While many western ceremonies are stiff and everyone terrified of doing
something wrong, the Thai farmer’s ceremonies are ‘sabai sabai’ (easy going)
full of giggles, jokes and chattering. It is perfectly OK to use an
exclusive mai dhaeng (Xylia xylocarpa) mother of pearl bowl next to a
turquoise plastic bucket. In the eyes of many Thais, a uniform perfected
style is not important, while the core of the activity, the actual blessing,
is. This view pervades garden design and architecture. Function is more
important than a coherent uniform theme. Although a farang (a westerner)
feels like Mr Bean during such a ceremony, his presence is appreciated and
his mistakes forgiven. www.dokmaigarden.co.th. [email protected]
A Palace Garden
Chiang Mai is a good destination for
garden lovers due to the many different gardens and the national parks. One
garden which is often overlooked by the many foreigners who go to the Doi
Suthep temple is the Puphing palace (Bhuping, Bhubing, Puping, Pu-ping or
Phuping are other spellings). It is situated just a few kilometers beyond
the famous temple, uphill on the mountain.

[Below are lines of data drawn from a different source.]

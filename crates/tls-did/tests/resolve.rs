use std::{
	sync::{Arc, Mutex},
	time::{Duration, SystemTime, UNIX_EPOCH},
};

use async_trait::async_trait;
use base64::Engine as _;
use eyre::Result;
use openssl::{hash::MessageDigest, pkey::PKey, sign::Signer};
use serde_json::json;
use tls_did::{
	canonical::CanonicalHash,
	chain::{self, Certificate},
	document::Attribute,
	registry::{Address, IdentityRecord, MemoryRegistry},
	revocation::{RevocationStatus, RevocationTransport, TransportError},
	resolver::Missing,
	select::{CandidateRejection, SelectionError},
	signature::{SignatureError, SignatureVerifier},
	validate::InvalidReason,
	ResolveError, Resolver, ResolverConfig,
};

const ROOT: &str = include_str!("fixtures/root.pem");
const INTERMEDIATE: &str = include_str!("fixtures/intermediate.pem");
const LEAF: &str = include_str!("fixtures/leaf.pem");
const LEAF_OCSP: &str = include_str!("fixtures/leaf_ocsp.pem");
const LEAF_EXPIRED: &str = include_str!("fixtures/leaf_expired.pem");
const LEAF_KEY: &str = include_str!("fixtures/leaf.key");

const DID: &str = "did:tls:example.com";
const DOMAIN: &str = "example.com";

/// 2030-01-01T00:00:00Z
fn resolution_time() -> SystemTime {
	UNIX_EPOCH + Duration::from_secs(1_893_456_000)
}

/// Answers every query with the same status.
#[derive(Debug)]
struct StaticTransport(RevocationStatus);

#[async_trait]
impl RevocationTransport for StaticTransport {
	async fn query_status(
		&self,
		_endpoint: &str,
		_cert: &Certificate,
		_issuer: &Certificate,
	) -> Result<RevocationStatus, TransportError> {
		Ok(self.0)
	}
}

fn chain_blob(leaf: &str) -> String {
	[leaf, INTERMEDIATE].concat()
}

fn signed_record(address: &str, attributes: Vec<Attribute>, expiry: Option<u64>) -> IdentityRecord {
	let address = Address::from(address);
	let message = CanonicalHash::compute(DOMAIN, &address, &attributes, expiry).signing_message();
	let key = PKey::private_key_from_pem(LEAF_KEY.as_bytes()).unwrap();
	let mut signer = Signer::new(MessageDigest::sha256(), &key).unwrap();
	signer.update(message.as_bytes()).unwrap();
	IdentityRecord {
		address,
		domain: DOMAIN.to_owned(),
		signature: base64::prelude::BASE64_STANDARD.encode(signer.sign_to_vec().unwrap()),
		expiry,
		attributes,
	}
}

fn registry(chains: &[String], records: Vec<IdentityRecord>) -> MemoryRegistry {
	let mut registry = MemoryRegistry::new();
	for chain in chains {
		registry.add_chain(DOMAIN, chain.clone());
	}
	for record in records {
		registry.add_candidate(DOMAIN, record.address.clone());
		registry.add_record(record);
	}
	registry
}

fn resolver(registry: MemoryRegistry, roots: &[&str], status: RevocationStatus) -> Resolver {
	Resolver::new(
		Arc::new(registry),
		roots.iter().map(|root| root.to_string()).collect(),
		Arc::new(StaticTransport(status)),
		ResolverConfig {
			at_time: Some(resolution_time()),
			..Default::default()
		},
	)
}

#[tokio::test]
async fn test_end_to_end_resolution() -> Result<()> {
	let record = signed_record(
		"0x1111111111111111111111111111111111111111",
		vec![
			Attribute::new("alsoKnownAs[]", "https://example.com"),
			Attribute::new("service[]/id", "did:tls:example.com#home"),
			Attribute::new("service[]/serviceEndpoint", "https://example.com/home"),
		],
		Some(4_102_444_800),
	);
	let registry = registry(&[chain_blob(LEAF)], vec![record.clone()]);
	let resolution = resolver(registry, &[ROOT], RevocationStatus::Revoked)
		.resolve(DID)
		.await?;

	let document = &resolution.document;
	assert_eq!(document["@context"], "https://www.w3.org/ns/did/v1");
	assert_eq!(document["id"], DID);
	assert_eq!(document["verificationMethod"][0]["controller"], DID);
	assert_eq!(
		document["verificationMethod"][0]["id"],
		"did:tls:example.com#keys-1"
	);
	assert_eq!(document["verificationMethod"][0]["type"], "JsonWebKey2020");
	assert_eq!(
		document["verificationMethod"][0]["publicKeyJwk"]["kty"],
		"RSA"
	);
	assert_eq!(document["alsoKnownAs"], json!(["https://example.com"]));
	assert_eq!(
		document["service"],
		json!([{
			"id": "did:tls:example.com#home",
			"serviceEndpoint": "https://example.com/home",
		}])
	);

	let leaf = Certificate::from_pem(LEAF)?;
	assert_eq!(resolution.metadata.address, record.address);
	assert_eq!(
		resolution.metadata.leaf_fingerprint,
		hex::encode(leaf.fingerprint())
	);
	assert!(resolution.metadata.skipped_anchors.is_empty());
	Ok(())
}

#[tokio::test]
async fn test_unusable_roots_are_reported_not_fatal() -> Result<()> {
	let record = signed_record("0xabc", vec![], None);
	let registry = registry(&[chain_blob(LEAF)], vec![record]);
	let resolution = resolver(registry, &["garbage", ROOT, ""], RevocationStatus::Good)
		.resolve(DID)
		.await?;
	assert_eq!(resolution.metadata.skipped_anchors, vec![0, 2]);
	Ok(())
}

#[tokio::test]
async fn test_duplicate_chains_are_not_ambiguous() -> Result<()> {
	let record = signed_record("0xabc", vec![], None);
	let registry = registry(&[chain_blob(LEAF), chain_blob(LEAF)], vec![record.clone(), record]);
	let document = resolver(registry, &[ROOT], RevocationStatus::Good)
		.resolve_document(DID)
		.await?;
	assert_eq!(document["id"], DID);
	Ok(())
}

#[tokio::test]
async fn test_two_valid_chains_are_ambiguous() -> Result<()> {
	let record = signed_record("0xabc", vec![], None);
	let registry = registry(&[chain_blob(LEAF), chain_blob(LEAF_OCSP)], vec![record]);
	let result = resolver(registry, &[ROOT], RevocationStatus::Good)
		.resolve(DID)
		.await;
	assert!(
		matches!(
			result,
			Err(ResolveError::Selection(SelectionError::AmbiguousChain { count: 2, .. }))
		),
		"{result:?}"
	);
	Ok(())
}

#[tokio::test]
async fn test_revoked_chain_leaves_no_valid_chain() -> Result<()> {
	let record = signed_record("0xabc", vec![], None);
	let registry = registry(
		&[chain_blob(LEAF_OCSP), chain_blob(LEAF_EXPIRED)],
		vec![record],
	);
	let result = resolver(registry, &[ROOT], RevocationStatus::Revoked)
		.resolve(DID)
		.await;
	match result {
		Err(ResolveError::Selection(SelectionError::NoValidChain { reasons, .. })) => {
			assert_eq!(reasons.len(), 2);
			assert!(matches!(reasons[0], InvalidReason::Revoked));
			assert!(matches!(reasons[1], InvalidReason::Path(_)));
		}
		other => panic!("expected NoValidChain, got {other:?}"),
	}
	Ok(())
}

#[tokio::test]
async fn test_two_signed_records_are_ambiguous() -> Result<()> {
	let records = vec![
		signed_record("0xa", vec![], None),
		signed_record("0xb", vec![Attribute::new("alsoKnownAs[]", "x")], None),
	];
	let registry = registry(&[chain_blob(LEAF)], records);
	let result = resolver(registry, &[ROOT], RevocationStatus::Good)
		.resolve(DID)
		.await;
	match result {
		Err(ResolveError::Selection(SelectionError::AmbiguousCandidate { addresses, .. })) => {
			assert_eq!(addresses, vec![Address::from("0xa"), Address::from("0xb")]);
		}
		other => panic!("expected AmbiguousCandidate, got {other:?}"),
	}
	Ok(())
}

#[tokio::test]
async fn test_expired_record_is_rejected() -> Result<()> {
	// 2029-01-01, before the resolution time.
	let record = signed_record("0xabc", vec![], Some(1_861_920_000));
	let registry = registry(&[chain_blob(LEAF)], vec![record]);
	let result = resolver(registry, &[ROOT], RevocationStatus::Good)
		.resolve(DID)
		.await;
	match result {
		Err(ResolveError::Selection(SelectionError::NoValidCandidate { rejections, .. })) => {
			assert_eq!(
				rejections,
				vec![(Address::from("0xabc"), CandidateRejection::Expired(1_861_920_000))]
			);
		}
		other => panic!("expected NoValidCandidate, got {other:?}"),
	}
	Ok(())
}

/// Rejects every signature and remembers the keys it was asked about.
#[derive(Debug, Default)]
struct RejectingVerifier {
	keys: Mutex<Vec<Vec<u8>>>,
}

impl SignatureVerifier for RejectingVerifier {
	fn verify(
		&self,
		public_key: &[u8],
		_signature: &[u8],
		_message: &[u8],
	) -> Result<bool, SignatureError> {
		self.keys.lock().unwrap().push(public_key.to_vec());
		Ok(false)
	}
}

#[tokio::test]
async fn test_custom_signature_verifier_is_used() -> Result<()> {
	let record = signed_record("0xabc", vec![], None);
	let registry = registry(&[chain_blob(LEAF)], vec![record]);
	let verifier = Arc::new(RejectingVerifier::default());
	let result = resolver(registry, &[ROOT], RevocationStatus::Good)
		.with_signature_verifier(verifier.clone())
		.resolve(DID)
		.await;
	match result {
		Err(ResolveError::Selection(SelectionError::NoValidCandidate { rejections, .. })) => {
			assert_eq!(
				rejections,
				vec![(Address::from("0xabc"), CandidateRejection::BadSignature)]
			);
		}
		other => panic!("expected NoValidCandidate, got {other:?}"),
	}
	let leaf = Certificate::from_pem(LEAF)?;
	assert_eq!(*verifier.keys.lock().unwrap(), vec![leaf.public_key_der().to_vec()]);
	Ok(())
}

#[tokio::test]
async fn test_missing_registry_entries_are_not_found() -> Result<()> {
	let result = resolver(MemoryRegistry::new(), &[ROOT], RevocationStatus::Good)
		.resolve(DID)
		.await;
	assert!(matches!(
		result,
		Err(ResolveError::NotFound {
			kind: Missing::CandidateAddresses,
			..
		})
	));

	let registry = registry(&[], vec![signed_record("0xabc", vec![], None)]);
	let result = resolver(registry, &[ROOT], RevocationStatus::Good)
		.resolve(DID)
		.await;
	assert!(matches!(
		result,
		Err(ResolveError::NotFound {
			kind: Missing::Chains,
			..
		})
	));
	Ok(())
}

#[tokio::test]
async fn test_malformed_chain_aborts_resolution() -> Result<()> {
	let garbled = format!("{}\nnot base64\n-----END CERTIFICATE-----\n", chain::BEGIN_MARKER);
	let registry = registry(
		&[chain_blob(LEAF), garbled],
		vec![signed_record("0xabc", vec![], None)],
	);
	let result = resolver(registry, &[ROOT], RevocationStatus::Good)
		.resolve(DID)
		.await;
	assert!(matches!(result, Err(ResolveError::Parse(_))), "{result:?}");
	Ok(())
}

#[tokio::test]
async fn test_invalid_did_is_rejected() -> Result<()> {
	let registry = registry(&[chain_blob(LEAF)], vec![signed_record("0xabc", vec![], None)]);
	let resolver = resolver(registry, &[ROOT], RevocationStatus::Good);
	for did in ["did:web:example.com", "did:tls:", "example.com"] {
		let result = resolver.resolve(did).await;
		assert!(matches!(result, Err(ResolveError::InvalidDid(_))), "{did}: {result:?}");
	}
	Ok(())
}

There are several reasons to go there.
One is to escape the heat of the valley. Another is to see a contemporary
royal palace. For Thai tourists, this is a rare chance to see many exotic
temperate species, such as Browallia, Fuchsia, Antirrhinum and roses. Any
settler with a sudden rose abstinence may want to go here in April. In
addition there are native high elevation species such as Mahonia nepalensis
and orchids. This is also a place to understand the contemporary Thai garden
taste. There will be loudspeakers outdoors with spa music, the sound of
waves and bird calls (European nightingale and tree sparrows). Do not expect
an abundance of signs or English-speaking staff, this is a garden for the
Thai royalties to enjoy, and they share with you when they are absent.
Visitors should be aware it is a royal
garden and so it might be closed when the royal family is there. Enquire
ahead at your hotel. Also, be aware that the lunch break is between 11.30
and 13.00. Recently there is a regulation that men and women must have long
trousers or long skirts (tights are not accepted), so either you rent such
clothes at the spot or you dress up in advance.